Escrever é uma batalha, sempre. Agora mesmo, acabo de levantar pela segunda vez. Na primeira, peguei uma banana e fui respirar inspiração junto à janela da minha casa da praia, olhando o mar. Não surgiu nada. Na segunda, abri a geladeira e fiquei olhando para o seu interior, como se dele pudesse saltar alguma resposta, até alcançar uma garrafa de água e, por fim, sentar novamente em frente ao computador.
Como, meu deus, criar uma crônica do final de ano se tudo já foi dito? Poderia falar dos planos de 2025, mas isso é tão batido quanto ganhar uma agenda de presente no amigo secreto da firma. Pensei em citar as mortes, Silvio Santos, Cid Moreira, Ziraldo, Zagallo, Ney Latorraca. Mas isso, além de ser muito triste para um texto de encerramento, é natural. Ano que vem serão outros, Roberto Carlos quem sabe, Elton John. Queria escrever uma crônica alegre, não um obituário. Falar de planos para 2025 também me parece uma ideia meio ultrapassada, além de ser repetida – já escrevi isso há alguns anos.
Assim, faltam-me opções.
E se, ao invés de falar sobre o que já passou ou o que virá, eu escrever sobre o que não aconteceu? Um ano imaginário, repleto de eventos que nunca se concretizaram. 2024, o ano em que ninguém esqueceu de regar as plantas, em que os aniversários foram comemorados com a presença de todos os convidados, e os alarmes tocaram exatamente no horário certo, nem um minuto antes, nem depois.
Foi também o ano em que o mundo não acabou.

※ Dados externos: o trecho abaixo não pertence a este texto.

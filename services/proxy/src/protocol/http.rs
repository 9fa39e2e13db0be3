//! HTTP/1.x framing.
//!
//! A cycle in the request direction relays one full request (head and body)
//! to the backend and one full response back, so exactly one exchange is
//! consumed before control returns to the connection loop. Heads are parsed
//! with `httparse`; bodies are framed by `Transfer-Encoding: chunked`,
//! `Content-Length` or, for responses only, the backend closing the socket.

use async_trait::async_trait;
use bytes::Bytes;

use super::{abort_handling, MessageReader, Protocol, ProtocolOptions, MAX_HEAD};
use crate::behavior::{Direction, Forward};
use crate::endpoint::Endpoint;
use crate::error::ProtocolError;

const NAME: &str = "http";
const MAX_HEADERS: usize = 100;

#[derive(Debug, Clone)]
struct Header {
    name: String,
    value: Vec<u8>,
}

#[derive(Debug)]
struct RequestHead {
    raw: Bytes,
    method: String,
    path: String,
    /// Minor version: 0 for HTTP/1.0, 1 for HTTP/1.1.
    version: u8,
    headers: Vec<Header>,
}

#[derive(Debug)]
struct ResponseHead {
    raw: Bytes,
    code: u16,
    version: u8,
    headers: Vec<Header>,
}

#[derive(Debug, Clone, Copy, PartialEq, Eq)]
enum BodyLength {
    Empty,
    Fixed(u64),
    Chunked,
    UntilClose,
}

fn owned(headers: &[httparse::Header<'_>]) -> Vec<Header> {
    headers
        .iter()
        .map(|h| Header {
            name: h.name.to_string(),
            value: h.value.to_vec(),
        })
        .collect()
}

/// A message head parsed from the start of a buffer.
trait ParsedHead: Sized {
    fn parse(buf: &[u8]) -> Result<Option<Self>, ProtocolError>;

    /// The head exactly as received.
    fn raw(&self) -> &Bytes;
}

impl ParsedHead for RequestHead {
    fn parse(buf: &[u8]) -> Result<Option<Self>, ProtocolError> {
        parse_request(buf)
    }

    fn raw(&self) -> &Bytes {
        &self.raw
    }
}

impl ParsedHead for ResponseHead {
    fn parse(buf: &[u8]) -> Result<Option<Self>, ProtocolError> {
        parse_response(buf)
    }

    fn raw(&self) -> &Bytes {
        &self.raw
    }
}

fn parse_request(buf: &[u8]) -> Result<Option<RequestHead>, ProtocolError> {
    let mut headers = [httparse::EMPTY_HEADER; MAX_HEADERS];
    let mut req = httparse::Request::new(&mut headers);
    match req.parse(buf) {
        Ok(httparse::Status::Complete(len)) => Ok(Some(RequestHead {
            raw: Bytes::copy_from_slice(&buf[..len]),
            method: req.method.unwrap_or_default().to_string(),
            path: req.path.unwrap_or_default().to_string(),
            version: req.version.unwrap_or(1),
            headers: owned(req.headers),
        })),
        Ok(httparse::Status::Partial) => Ok(None),
        Err(e) => Err(ProtocolError::malformed(NAME, format!("request: {e}"))),
    }
}

fn parse_response(buf: &[u8]) -> Result<Option<ResponseHead>, ProtocolError> {
    let mut headers = [httparse::EMPTY_HEADER; MAX_HEADERS];
    let mut res = httparse::Response::new(&mut headers);
    match res.parse(buf) {
        Ok(httparse::Status::Complete(len)) => Ok(Some(ResponseHead {
            raw: Bytes::copy_from_slice(&buf[..len]),
            code: res.code.unwrap_or_default(),
            version: res.version.unwrap_or(1),
            headers: owned(res.headers),
        })),
        Ok(httparse::Status::Partial) => Ok(None),
        Err(e) => Err(ProtocolError::malformed(NAME, format!("response: {e}"))),
    }
}

/// Lowercased comma-separated tokens of every `name` header.
fn header_tokens(headers: &[Header], name: &str) -> Vec<String> {
    headers
        .iter()
        .filter(|h| h.name.eq_ignore_ascii_case(name))
        .flat_map(|h| {
            String::from_utf8_lossy(&h.value)
                .split(',')
                .map(|t| t.trim().to_ascii_lowercase())
                .filter(|t| !t.is_empty())
                .collect::<Vec<_>>()
        })
        .collect()
}

/// Persistent-connection semantics of RFC 9112: HTTP/1.1 defaults to
/// keep-alive, HTTP/1.0 to close.
fn keep_alive(version: u8, headers: &[Header]) -> bool {
    let tokens = header_tokens(headers, "connection");
    if tokens.iter().any(|t| t == "close") {
        return false;
    }
    version >= 1 || tokens.iter().any(|t| t == "keep-alive")
}

fn is_chunked(headers: &[Header]) -> bool {
    header_tokens(headers, "transfer-encoding")
        .last()
        .is_some_and(|t| t == "chunked")
}

fn content_length(headers: &[Header]) -> Result<Option<u64>, ProtocolError> {
    let mut length = None;
    for header in headers.iter().filter(|h| h.name.eq_ignore_ascii_case("content-length")) {
        let value: u64 = std::str::from_utf8(&header.value)
            .ok()
            .and_then(|v| v.trim().parse().ok())
            .ok_or_else(|| ProtocolError::malformed(NAME, "invalid Content-Length"))?;
        if length.is_some_and(|l| l != value) {
            return Err(ProtocolError::malformed(NAME, "conflicting Content-Length"));
        }
        length = Some(value);
    }
    Ok(length)
}

fn request_body(headers: &[Header]) -> Result<BodyLength, ProtocolError> {
    if is_chunked(headers) {
        return Ok(BodyLength::Chunked);
    }
    Ok(match content_length(headers)? {
        Some(0) | None => BodyLength::Empty,
        Some(n) => BodyLength::Fixed(n),
    })
}

fn response_body(method: Option<&str>, head: &ResponseHead) -> Result<BodyLength, ProtocolError> {
    if head.code == 101 {
        return Ok(BodyLength::UntilClose);
    }
    if method == Some("HEAD") || (100..200).contains(&head.code) || matches!(head.code, 204 | 304) {
        return Ok(BodyLength::Empty);
    }
    if is_chunked(&head.headers) {
        return Ok(BodyLength::Chunked);
    }
    Ok(match content_length(&head.headers)? {
        Some(0) => BodyLength::Empty,
        Some(n) => BodyLength::Fixed(n),
        None => BodyLength::UntilClose,
    })
}

/// Read a full head. `None` if the peer closed before sending anything.
async fn read_head<T: ParsedHead>(reader: &mut MessageReader<'_>) -> Result<Option<T>, ProtocolError> {
    loop {
        if !reader.buffered().is_empty() {
            if let Some(head) = T::parse(reader.buffered())? {
                reader.consume(head.raw().len());
                return Ok(Some(head));
            }
            if reader.buffered().len() > MAX_HEAD {
                return Err(ProtocolError::malformed(
                    NAME,
                    format!("header block larger than {MAX_HEAD} bytes"),
                ));
            }
        }
        if !reader.fill().await? {
            if reader.buffered().is_empty() {
                return Ok(None);
            }
            return Err(ProtocolError::Truncated);
        }
    }
}

async fn relay_body(
    reader: &mut MessageReader<'_>,
    dest: &Endpoint,
    length: BodyLength,
) -> Result<(), ProtocolError> {
    match length {
        BodyLength::Empty => {}
        BodyLength::Fixed(n) => reader.relay_exact(dest, n).await?,
        BodyLength::UntilClose => {
            reader.relay_to_eof(dest).await?;
        }
        BodyLength::Chunked => loop {
            let line = reader
                .line(NAME, MAX_HEAD)
                .await?
                .ok_or(ProtocolError::Truncated)?;
            let size = match httparse::parse_chunk_size(&line) {
                Ok(httparse::Status::Complete((_, size))) => size,
                _ => return Err(ProtocolError::malformed(NAME, "invalid chunk size")),
            };
            dest.write_all(&line).await?;

            if size == 0 {
                loop {
                    let trailer = reader
                        .line(NAME, MAX_HEAD)
                        .await?
                        .ok_or(ProtocolError::Truncated)?;
                    dest.write_all(&trailer).await?;
                    if trailer.as_ref() == b"\r\n" || trailer.as_ref() == b"\n" {
                        break;
                    }
                }
                break;
            }
            // Chunk data plus its CRLF.
            let chunk = size
                .checked_add(2)
                .ok_or_else(|| ProtocolError::malformed(NAME, format!("chunk of {size} bytes")))?;
            reader.relay_exact(dest, chunk).await?;
        },
    }
    Ok(())
}

/// HTTP/1.x request/response exchanges.
#[derive(Debug)]
pub struct Http {
    options: ProtocolOptions,
    /// Backend address written into `Host` when rewriting is on.
    backend: String,
}

impl Http {
    pub fn new(options: ProtocolOptions, backend: String) -> Self {
        Self { options, backend }
    }

    fn rewrite_host(&self, head: &RequestHead) -> Vec<u8> {
        let mut out =
            format!("{} {} HTTP/1.{}\r\n", head.method, head.path, head.version).into_bytes();
        for header in &head.headers {
            out.extend_from_slice(header.name.as_bytes());
            out.extend_from_slice(b": ");
            if header.name.eq_ignore_ascii_case("host") {
                out.extend_from_slice(self.backend.as_bytes());
            } else {
                out.extend_from_slice(&header.value);
            }
            out.extend_from_slice(b"\r\n");
        }
        out.extend_from_slice(b"\r\n");
        out
    }

    /// Relay one request from the client and its response from the backend.
    async fn exchange(&self, fwd: &Forward<'_>) -> Result<Option<bool>, ProtocolError> {
        let mut request = MessageReader::new(fwd.source, self.options.buffer);
        let Some(head) = read_head::<RequestHead>(&mut request).await? else {
            return Ok(None);
        };

        if self.options.overwrite_host_header {
            fwd.dest.write_all(&self.rewrite_host(&head)).await?;
        } else {
            fwd.dest.write_all(&head.raw).await?;
        }
        relay_body(&mut request, fwd.dest, request_body(&head.headers)?).await?;
        request.finish().await;

        let response_keep_alive = self
            .relay_response(fwd.dest, fwd.source, Some(&head.method))
            .await?
            .ok_or(ProtocolError::Truncated)?;
        Ok(Some(
            response_keep_alive && keep_alive(head.version, &head.headers),
        ))
    }

    /// Relay one final response, forwarding interim 1xx responses first.
    async fn relay_response(
        &self,
        from: &Endpoint,
        to: &Endpoint,
        method: Option<&str>,
    ) -> Result<Option<bool>, ProtocolError> {
        let mut response = MessageReader::new(from, self.options.buffer);
        loop {
            let Some(head) = read_head::<ResponseHead>(&mut response).await? else {
                return Ok(None);
            };
            to.write_all(&head.raw).await?;
            if (100..200).contains(&head.code) && head.code != 101 {
                continue;
            }

            let length = response_body(method, &head)?;
            relay_body(&mut response, to, length).await?;
            response.finish().await;
            return Ok(Some(
                length != BodyLength::UntilClose && keep_alive(head.version, &head.headers),
            ));
        }
    }
}

#[async_trait]
impl Protocol for Http {
    fn name(&self) -> &'static str {
        NAME
    }

    fn options(&self) -> &ProtocolOptions {
        &self.options
    }

    async fn handle(&self, fwd: &Forward<'_>) -> Result<bool, ProtocolError> {
        let relayed = match fwd.direction {
            Direction::ToBackend => self.exchange(fwd).await?,
            Direction::ToClient => self.relay_response(fwd.source, fwd.dest, None).await?,
        };
        let Some(keep_alive) = relayed else {
            abort_handling(fwd, &self.options);
            return Ok(false);
        };

        if !keep_alive && !self.options.keep_alive {
            fwd.client().close();
        }
        if !self.options.reuse_socket && !self.options.keep_alive {
            fwd.backend().close();
        }
        Ok(keep_alive || self.options.keep_alive)
    }
}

De novo. Nenhum meteoro, nenhuma inteligência artificial rebelde, nenhuma profecia de Nostradamus se cumpriu. E ainda assim, teve gente que acordou com o coração apertado, como se o caos fosse apenas questão de tempo.
Teve o dia em que o vento não soprou na praia, deixando as ondas paradas, como se o mar também tivesse tirado férias. E a semana em que todos os cães do bairro decidiram, por algum motivo inexplicável, não latir. Silêncio absoluto. Até os gatos estranharam.
Talvez seja essa a crônica que quero escrever: uma coleção de impossibilidades e absurdos cotidianos que, de tão improváveis, nos fazem rir. Porque, no fundo, é disso que precisamos ao fechar o ano: uma pausa no realismo e um mergulho na leveza do “e se”.